France’s Border Ban Was Unneeded and Unnecessary – Conservative Article
Note – In every article, there are three different opinions. This article is Conservative with responses below from the Liberal and Labour party.
Just before Christmas, the UK discovered a new COVID strain; this ‘mutant’ strain is up to 70% more transmissible. The UK did the right thing and quickly alerted the WHO and in reaction, countries quickly shutdown their borders. Even France, one of our supposedly closest allies, went a step too far and banned all trade from the UK border for two days.
The reason I think this is so outrageous is because border closures are ineffective to stop these sorts of problems. COVID-19 patients are infectious before symptoms are shown, meaning that people who have already travelled to mainland Europe are likely to have started spreading the new variant there.
If you don’t believe me, my prediction has already become true. Five countries have reported the new strain so far. No doubt more countries will report cases as well.
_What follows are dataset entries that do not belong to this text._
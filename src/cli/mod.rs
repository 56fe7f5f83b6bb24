//! 命令行接口模块
//!
//! 提供CLI参数解析和命令处理功能

pub mod args;
pub mod commands;

// 重新导出主要类型
pub use args::{Args, Commands, LogLevel, OutputFormat};
pub use commands::{
    AlertCommand, CheckCommand, Command, StartCommand, ValidateCommand, VersionCommand,
};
One of the people with the new variant travelled on 19 December, two days before the ban on travel was imposed. While it is important to try to contain the problem, this policy failed before it was even implemented.
The French response was chaotic and poorly communicated. The UK was not warned that the vital link between us and France would be totally closed in the middle of the night, for two days! This stranded thousands of lorry drivers in Kent, unable to go anywhere. The response was also highly destructive. Shutting down vital trade links is not a viable response. The risk from a solitary driver is extremely low.
The fact that Macron did not warn anyone beforehand that this was going to happen shows that it was a hastily conceived response. It was a knee-jerk reaction to a problem he thought he could contain, but he has not. The consequences were not thought out at all. Macron overreacted.
The French President completely ignored recommendations from the EU’s transport commissioner to not close the border. He was also criticised for bringing us back to the situation in March where supply lines had been threatened. This action was wholly political in nature and COVID had little to do with it.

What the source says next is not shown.